### WHAT YOU ARE ASKED TO DO
Look for the word "otherwise" in the material below, then report each line where it occurs.

### EXTRACTED RECORDS
Start of Block
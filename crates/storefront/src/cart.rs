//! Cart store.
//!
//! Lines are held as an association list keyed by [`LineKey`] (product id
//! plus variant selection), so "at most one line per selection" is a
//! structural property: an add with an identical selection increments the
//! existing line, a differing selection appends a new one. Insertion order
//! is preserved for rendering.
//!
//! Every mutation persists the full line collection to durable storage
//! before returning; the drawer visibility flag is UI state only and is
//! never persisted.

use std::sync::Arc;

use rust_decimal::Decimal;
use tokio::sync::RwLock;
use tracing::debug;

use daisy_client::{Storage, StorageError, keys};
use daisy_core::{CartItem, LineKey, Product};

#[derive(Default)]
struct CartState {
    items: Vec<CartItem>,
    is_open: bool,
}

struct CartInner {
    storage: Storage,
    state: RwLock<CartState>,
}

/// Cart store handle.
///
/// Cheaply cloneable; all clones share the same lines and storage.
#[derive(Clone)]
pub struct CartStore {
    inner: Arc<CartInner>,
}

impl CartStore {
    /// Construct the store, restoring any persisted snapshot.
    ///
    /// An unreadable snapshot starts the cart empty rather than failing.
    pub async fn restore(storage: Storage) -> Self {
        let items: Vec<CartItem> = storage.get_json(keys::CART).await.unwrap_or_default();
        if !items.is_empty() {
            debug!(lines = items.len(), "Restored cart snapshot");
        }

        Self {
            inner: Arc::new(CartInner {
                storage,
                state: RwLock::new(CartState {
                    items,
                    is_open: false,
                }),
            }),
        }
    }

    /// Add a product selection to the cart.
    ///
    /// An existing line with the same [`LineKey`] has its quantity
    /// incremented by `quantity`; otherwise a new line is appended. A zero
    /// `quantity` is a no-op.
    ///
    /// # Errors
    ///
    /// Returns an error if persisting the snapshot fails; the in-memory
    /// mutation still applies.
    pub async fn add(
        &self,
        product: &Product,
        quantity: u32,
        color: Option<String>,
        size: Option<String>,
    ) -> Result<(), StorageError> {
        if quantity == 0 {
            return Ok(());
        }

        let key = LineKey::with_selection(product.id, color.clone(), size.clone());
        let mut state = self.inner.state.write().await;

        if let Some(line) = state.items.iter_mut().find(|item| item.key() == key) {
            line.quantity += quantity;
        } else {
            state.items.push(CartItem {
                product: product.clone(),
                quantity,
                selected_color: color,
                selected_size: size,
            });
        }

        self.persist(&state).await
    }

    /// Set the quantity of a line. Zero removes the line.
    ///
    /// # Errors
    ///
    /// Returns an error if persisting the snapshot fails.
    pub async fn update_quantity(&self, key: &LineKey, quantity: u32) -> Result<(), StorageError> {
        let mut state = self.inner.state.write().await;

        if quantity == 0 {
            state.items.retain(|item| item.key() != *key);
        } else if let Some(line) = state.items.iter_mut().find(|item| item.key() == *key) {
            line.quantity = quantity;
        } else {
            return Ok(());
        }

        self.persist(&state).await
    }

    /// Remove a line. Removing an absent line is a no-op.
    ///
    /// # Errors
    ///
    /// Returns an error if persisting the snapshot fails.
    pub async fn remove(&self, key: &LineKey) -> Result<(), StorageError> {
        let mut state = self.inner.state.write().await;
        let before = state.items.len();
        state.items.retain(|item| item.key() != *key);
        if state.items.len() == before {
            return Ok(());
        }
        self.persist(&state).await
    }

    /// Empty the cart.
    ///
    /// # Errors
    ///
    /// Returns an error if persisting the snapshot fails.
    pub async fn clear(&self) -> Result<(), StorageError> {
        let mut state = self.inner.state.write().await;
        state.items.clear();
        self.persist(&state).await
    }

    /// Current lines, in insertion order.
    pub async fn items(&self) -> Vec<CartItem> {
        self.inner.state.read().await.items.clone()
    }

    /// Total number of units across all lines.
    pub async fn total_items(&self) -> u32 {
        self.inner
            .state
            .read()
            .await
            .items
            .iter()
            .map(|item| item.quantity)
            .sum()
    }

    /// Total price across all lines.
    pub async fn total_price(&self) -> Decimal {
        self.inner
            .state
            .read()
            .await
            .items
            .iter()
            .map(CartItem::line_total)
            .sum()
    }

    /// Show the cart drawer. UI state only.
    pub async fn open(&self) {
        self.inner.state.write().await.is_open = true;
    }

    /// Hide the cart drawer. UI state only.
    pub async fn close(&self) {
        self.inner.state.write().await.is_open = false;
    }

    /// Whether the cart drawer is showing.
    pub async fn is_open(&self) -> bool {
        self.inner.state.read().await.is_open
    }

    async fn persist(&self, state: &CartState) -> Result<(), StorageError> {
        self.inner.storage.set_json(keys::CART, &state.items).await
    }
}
End of Block
Start of Block
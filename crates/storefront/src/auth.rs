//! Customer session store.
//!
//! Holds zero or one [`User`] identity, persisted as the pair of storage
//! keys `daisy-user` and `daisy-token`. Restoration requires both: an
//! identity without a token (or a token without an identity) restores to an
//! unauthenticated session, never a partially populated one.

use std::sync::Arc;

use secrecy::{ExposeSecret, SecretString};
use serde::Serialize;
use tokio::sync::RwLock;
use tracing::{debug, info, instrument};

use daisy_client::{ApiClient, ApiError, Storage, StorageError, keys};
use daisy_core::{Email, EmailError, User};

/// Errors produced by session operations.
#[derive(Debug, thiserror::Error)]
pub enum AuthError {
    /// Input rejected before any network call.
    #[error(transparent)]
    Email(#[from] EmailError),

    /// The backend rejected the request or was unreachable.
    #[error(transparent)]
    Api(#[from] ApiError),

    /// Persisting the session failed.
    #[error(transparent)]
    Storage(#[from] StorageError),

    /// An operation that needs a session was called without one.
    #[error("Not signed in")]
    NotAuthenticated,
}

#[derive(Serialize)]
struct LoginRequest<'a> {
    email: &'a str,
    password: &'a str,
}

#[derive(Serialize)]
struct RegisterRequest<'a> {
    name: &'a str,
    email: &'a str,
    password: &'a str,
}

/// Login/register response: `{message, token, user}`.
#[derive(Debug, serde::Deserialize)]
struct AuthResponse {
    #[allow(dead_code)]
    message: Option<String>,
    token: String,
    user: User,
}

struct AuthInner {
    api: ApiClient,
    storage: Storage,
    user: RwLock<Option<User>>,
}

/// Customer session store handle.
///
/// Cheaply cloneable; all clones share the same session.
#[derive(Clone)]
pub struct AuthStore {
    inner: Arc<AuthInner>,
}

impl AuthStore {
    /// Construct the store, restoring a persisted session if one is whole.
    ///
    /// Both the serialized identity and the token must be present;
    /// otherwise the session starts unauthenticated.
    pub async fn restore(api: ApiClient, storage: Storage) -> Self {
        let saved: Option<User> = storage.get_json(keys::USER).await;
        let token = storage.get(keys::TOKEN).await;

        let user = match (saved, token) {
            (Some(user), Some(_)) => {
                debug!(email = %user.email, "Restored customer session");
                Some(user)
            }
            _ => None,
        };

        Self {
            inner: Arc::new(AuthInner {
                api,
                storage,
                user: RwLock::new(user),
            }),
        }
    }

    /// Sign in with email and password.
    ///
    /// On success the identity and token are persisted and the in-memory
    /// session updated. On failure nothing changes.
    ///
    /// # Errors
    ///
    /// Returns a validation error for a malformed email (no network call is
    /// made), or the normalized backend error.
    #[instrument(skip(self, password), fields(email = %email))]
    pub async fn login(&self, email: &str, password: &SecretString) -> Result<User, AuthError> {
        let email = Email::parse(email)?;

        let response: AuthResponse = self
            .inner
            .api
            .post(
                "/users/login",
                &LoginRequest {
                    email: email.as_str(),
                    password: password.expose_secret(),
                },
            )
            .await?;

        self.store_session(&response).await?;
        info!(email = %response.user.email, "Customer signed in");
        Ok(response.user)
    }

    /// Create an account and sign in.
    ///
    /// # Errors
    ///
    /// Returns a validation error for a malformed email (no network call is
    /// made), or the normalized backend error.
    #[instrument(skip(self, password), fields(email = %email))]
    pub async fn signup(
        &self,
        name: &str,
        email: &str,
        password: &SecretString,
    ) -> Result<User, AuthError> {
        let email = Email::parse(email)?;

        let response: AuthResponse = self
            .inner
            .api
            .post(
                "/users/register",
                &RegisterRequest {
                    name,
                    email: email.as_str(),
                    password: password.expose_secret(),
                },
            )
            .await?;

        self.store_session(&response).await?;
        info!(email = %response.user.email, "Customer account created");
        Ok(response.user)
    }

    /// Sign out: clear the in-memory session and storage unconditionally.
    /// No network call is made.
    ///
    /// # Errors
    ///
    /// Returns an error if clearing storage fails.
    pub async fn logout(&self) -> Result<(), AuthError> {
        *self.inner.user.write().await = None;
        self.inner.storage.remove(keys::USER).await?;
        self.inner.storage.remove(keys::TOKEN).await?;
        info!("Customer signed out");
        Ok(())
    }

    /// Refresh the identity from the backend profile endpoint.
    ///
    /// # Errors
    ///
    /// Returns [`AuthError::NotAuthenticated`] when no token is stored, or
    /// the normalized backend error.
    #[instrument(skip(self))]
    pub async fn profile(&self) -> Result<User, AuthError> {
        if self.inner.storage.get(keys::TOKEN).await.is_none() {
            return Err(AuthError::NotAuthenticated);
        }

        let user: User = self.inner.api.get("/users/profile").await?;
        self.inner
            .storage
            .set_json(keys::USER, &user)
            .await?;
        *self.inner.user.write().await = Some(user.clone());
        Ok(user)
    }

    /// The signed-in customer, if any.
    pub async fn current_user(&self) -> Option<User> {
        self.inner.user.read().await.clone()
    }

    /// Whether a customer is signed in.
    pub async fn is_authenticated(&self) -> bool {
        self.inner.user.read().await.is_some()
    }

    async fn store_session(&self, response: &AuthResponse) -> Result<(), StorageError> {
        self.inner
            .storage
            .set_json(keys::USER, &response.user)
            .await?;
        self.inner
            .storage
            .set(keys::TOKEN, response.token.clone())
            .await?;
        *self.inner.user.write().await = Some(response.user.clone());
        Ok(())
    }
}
End of Block
Start of Block
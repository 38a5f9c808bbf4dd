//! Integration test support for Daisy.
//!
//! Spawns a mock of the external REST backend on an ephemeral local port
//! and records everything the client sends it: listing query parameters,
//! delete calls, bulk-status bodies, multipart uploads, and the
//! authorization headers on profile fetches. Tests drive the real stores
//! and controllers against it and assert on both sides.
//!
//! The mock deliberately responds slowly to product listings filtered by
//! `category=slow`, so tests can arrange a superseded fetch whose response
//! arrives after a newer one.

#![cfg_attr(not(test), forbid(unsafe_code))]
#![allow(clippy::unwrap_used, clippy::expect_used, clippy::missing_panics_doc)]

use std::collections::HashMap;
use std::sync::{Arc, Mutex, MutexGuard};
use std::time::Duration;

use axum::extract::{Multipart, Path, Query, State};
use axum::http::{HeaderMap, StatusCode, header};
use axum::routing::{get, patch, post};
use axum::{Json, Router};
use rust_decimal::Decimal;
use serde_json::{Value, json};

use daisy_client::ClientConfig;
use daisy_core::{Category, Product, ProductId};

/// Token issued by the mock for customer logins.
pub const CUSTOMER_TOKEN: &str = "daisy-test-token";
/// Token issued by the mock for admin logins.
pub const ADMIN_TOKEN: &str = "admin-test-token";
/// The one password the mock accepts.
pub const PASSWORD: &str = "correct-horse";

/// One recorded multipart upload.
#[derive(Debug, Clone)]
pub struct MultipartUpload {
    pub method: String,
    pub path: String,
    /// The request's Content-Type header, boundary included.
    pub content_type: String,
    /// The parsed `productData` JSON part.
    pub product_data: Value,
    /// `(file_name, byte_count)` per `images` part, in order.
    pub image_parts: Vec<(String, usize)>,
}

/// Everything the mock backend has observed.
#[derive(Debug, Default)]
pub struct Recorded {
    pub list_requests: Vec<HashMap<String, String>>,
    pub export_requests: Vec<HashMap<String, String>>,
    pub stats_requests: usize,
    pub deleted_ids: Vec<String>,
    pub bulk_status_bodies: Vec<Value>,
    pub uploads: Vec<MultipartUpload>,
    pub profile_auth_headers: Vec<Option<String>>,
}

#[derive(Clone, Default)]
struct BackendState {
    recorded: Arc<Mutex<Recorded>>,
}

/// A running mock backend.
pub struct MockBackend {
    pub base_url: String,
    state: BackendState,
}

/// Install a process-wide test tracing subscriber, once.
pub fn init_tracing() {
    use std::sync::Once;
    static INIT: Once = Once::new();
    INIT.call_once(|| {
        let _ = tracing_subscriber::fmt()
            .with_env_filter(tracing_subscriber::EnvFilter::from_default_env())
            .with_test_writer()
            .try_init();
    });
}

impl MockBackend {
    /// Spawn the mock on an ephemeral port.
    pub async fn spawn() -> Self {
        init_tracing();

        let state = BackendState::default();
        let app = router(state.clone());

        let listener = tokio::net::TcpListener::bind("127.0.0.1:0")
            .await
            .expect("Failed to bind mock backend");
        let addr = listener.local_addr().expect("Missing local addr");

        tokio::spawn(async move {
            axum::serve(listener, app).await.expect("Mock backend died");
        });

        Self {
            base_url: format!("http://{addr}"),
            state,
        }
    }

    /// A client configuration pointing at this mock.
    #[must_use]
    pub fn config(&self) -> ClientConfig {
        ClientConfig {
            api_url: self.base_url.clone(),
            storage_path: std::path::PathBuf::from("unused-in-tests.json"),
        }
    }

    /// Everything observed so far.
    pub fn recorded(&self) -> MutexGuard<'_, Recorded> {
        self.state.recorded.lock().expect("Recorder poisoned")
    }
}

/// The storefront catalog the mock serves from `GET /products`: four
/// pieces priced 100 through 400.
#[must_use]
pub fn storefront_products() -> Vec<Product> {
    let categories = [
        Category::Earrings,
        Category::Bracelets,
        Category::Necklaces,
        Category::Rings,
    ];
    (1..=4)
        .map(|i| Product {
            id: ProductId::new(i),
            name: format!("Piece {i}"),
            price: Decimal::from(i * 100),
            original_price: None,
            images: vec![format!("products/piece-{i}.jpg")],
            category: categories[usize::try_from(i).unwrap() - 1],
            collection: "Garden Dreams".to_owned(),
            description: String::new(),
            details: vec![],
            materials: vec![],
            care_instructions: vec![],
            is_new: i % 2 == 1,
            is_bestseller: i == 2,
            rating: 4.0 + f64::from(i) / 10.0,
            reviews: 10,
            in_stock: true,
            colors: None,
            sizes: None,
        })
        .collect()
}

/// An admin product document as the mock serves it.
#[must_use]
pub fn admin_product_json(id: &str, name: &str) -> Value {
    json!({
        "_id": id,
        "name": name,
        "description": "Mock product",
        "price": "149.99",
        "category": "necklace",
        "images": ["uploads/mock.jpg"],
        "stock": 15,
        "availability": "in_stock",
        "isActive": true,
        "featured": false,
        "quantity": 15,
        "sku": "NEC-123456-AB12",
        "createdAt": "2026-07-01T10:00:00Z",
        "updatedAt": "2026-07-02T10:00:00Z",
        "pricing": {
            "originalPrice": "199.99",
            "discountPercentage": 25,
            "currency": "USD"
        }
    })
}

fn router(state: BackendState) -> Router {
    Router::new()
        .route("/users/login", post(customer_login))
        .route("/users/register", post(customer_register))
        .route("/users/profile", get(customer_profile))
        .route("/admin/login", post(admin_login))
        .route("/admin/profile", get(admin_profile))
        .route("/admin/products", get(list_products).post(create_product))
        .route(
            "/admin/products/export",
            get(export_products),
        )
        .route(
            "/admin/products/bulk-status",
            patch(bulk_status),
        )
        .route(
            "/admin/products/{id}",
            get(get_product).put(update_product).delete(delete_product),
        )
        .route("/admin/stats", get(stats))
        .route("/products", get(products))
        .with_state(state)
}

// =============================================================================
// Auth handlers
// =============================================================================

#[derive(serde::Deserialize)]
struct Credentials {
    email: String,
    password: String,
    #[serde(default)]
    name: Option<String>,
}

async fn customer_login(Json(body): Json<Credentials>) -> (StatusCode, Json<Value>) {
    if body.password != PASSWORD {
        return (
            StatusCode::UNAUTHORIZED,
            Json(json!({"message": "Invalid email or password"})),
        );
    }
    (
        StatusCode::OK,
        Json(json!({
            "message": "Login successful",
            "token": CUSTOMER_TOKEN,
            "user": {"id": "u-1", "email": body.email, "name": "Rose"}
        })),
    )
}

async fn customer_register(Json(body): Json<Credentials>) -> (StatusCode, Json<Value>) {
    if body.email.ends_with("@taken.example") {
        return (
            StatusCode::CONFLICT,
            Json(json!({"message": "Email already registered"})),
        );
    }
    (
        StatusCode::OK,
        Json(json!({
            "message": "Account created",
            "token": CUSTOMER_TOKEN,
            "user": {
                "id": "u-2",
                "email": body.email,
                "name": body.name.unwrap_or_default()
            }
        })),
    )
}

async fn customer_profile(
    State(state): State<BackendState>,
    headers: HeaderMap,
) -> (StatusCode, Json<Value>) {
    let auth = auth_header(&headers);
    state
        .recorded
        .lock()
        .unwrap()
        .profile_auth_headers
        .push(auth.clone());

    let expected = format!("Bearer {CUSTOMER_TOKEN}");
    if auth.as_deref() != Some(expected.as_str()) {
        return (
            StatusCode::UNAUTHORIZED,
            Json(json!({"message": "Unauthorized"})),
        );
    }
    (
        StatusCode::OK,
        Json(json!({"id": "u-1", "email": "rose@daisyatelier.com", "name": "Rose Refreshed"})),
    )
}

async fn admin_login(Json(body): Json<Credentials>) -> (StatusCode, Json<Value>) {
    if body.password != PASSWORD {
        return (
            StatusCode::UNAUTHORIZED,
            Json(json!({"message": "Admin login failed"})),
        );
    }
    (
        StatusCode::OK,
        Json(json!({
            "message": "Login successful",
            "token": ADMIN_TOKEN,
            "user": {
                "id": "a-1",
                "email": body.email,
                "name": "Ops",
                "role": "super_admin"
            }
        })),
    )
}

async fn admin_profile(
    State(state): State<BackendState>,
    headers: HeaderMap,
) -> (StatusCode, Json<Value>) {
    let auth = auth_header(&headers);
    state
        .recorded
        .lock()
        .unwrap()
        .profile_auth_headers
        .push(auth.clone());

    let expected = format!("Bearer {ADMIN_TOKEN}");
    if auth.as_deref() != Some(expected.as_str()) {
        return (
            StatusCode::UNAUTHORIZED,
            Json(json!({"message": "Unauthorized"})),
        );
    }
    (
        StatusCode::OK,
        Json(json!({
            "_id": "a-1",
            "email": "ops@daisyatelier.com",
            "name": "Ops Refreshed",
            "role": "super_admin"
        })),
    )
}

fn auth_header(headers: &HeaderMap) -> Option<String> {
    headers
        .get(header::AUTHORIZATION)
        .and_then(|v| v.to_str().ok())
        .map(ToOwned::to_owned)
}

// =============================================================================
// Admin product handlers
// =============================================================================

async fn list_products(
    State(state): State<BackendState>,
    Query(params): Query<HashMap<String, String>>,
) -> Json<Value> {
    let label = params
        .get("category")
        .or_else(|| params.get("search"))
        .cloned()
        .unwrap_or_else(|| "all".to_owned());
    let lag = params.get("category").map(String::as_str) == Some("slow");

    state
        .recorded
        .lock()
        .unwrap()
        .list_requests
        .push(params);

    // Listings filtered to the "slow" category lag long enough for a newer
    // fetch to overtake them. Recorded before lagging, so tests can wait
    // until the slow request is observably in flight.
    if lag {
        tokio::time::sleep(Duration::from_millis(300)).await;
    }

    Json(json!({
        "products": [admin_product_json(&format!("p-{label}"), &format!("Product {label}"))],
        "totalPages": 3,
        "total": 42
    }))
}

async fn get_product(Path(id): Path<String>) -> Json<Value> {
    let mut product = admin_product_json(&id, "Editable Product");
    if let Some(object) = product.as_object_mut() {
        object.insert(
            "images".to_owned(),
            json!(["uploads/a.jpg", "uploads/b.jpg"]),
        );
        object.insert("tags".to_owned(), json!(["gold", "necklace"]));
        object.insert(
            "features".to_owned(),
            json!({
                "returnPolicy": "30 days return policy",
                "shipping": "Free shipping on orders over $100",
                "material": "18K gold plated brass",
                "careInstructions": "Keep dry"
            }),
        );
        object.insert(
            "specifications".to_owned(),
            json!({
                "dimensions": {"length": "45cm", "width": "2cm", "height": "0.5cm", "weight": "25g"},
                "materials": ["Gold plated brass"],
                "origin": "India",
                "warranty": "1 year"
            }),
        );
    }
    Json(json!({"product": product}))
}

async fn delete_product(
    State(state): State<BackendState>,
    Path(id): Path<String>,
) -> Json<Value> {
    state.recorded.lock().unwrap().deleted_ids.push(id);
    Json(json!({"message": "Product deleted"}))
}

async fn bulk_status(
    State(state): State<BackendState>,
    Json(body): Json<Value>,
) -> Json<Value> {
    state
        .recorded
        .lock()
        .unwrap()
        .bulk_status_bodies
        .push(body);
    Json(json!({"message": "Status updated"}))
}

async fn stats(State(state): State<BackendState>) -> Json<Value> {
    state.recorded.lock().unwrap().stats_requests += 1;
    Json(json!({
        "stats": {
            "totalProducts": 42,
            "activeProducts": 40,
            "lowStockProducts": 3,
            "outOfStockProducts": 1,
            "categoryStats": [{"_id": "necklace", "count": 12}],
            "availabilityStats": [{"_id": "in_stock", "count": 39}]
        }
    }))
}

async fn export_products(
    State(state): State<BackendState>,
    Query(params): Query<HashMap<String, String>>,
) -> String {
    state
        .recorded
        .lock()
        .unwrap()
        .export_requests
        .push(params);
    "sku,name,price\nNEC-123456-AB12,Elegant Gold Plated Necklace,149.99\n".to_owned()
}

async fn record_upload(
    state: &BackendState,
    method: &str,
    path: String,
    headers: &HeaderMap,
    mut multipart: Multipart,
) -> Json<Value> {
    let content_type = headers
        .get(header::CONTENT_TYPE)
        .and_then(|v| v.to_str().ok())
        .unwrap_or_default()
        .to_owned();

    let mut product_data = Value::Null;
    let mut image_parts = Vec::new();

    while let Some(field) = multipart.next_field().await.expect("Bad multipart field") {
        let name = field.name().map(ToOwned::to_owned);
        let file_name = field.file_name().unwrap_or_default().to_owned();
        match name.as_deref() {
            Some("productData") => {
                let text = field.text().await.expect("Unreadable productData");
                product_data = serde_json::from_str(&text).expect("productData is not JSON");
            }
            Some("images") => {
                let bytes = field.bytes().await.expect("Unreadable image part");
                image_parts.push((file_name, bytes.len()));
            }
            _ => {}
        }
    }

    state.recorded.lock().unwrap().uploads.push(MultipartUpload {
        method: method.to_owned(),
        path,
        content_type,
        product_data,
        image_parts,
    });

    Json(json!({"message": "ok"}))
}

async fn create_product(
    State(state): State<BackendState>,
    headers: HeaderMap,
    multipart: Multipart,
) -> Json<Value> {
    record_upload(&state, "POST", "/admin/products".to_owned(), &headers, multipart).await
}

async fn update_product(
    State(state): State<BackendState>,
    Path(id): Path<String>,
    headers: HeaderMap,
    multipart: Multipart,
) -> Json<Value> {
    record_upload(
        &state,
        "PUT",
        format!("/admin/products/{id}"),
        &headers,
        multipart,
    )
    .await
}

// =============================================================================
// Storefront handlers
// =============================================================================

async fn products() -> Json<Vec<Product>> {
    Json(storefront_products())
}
End of Block
### OUTPUT BELOW
    /// incremented by `quantity`; otherwise a new line is appended. A zero
    /// otherwise the session starts unauthenticated.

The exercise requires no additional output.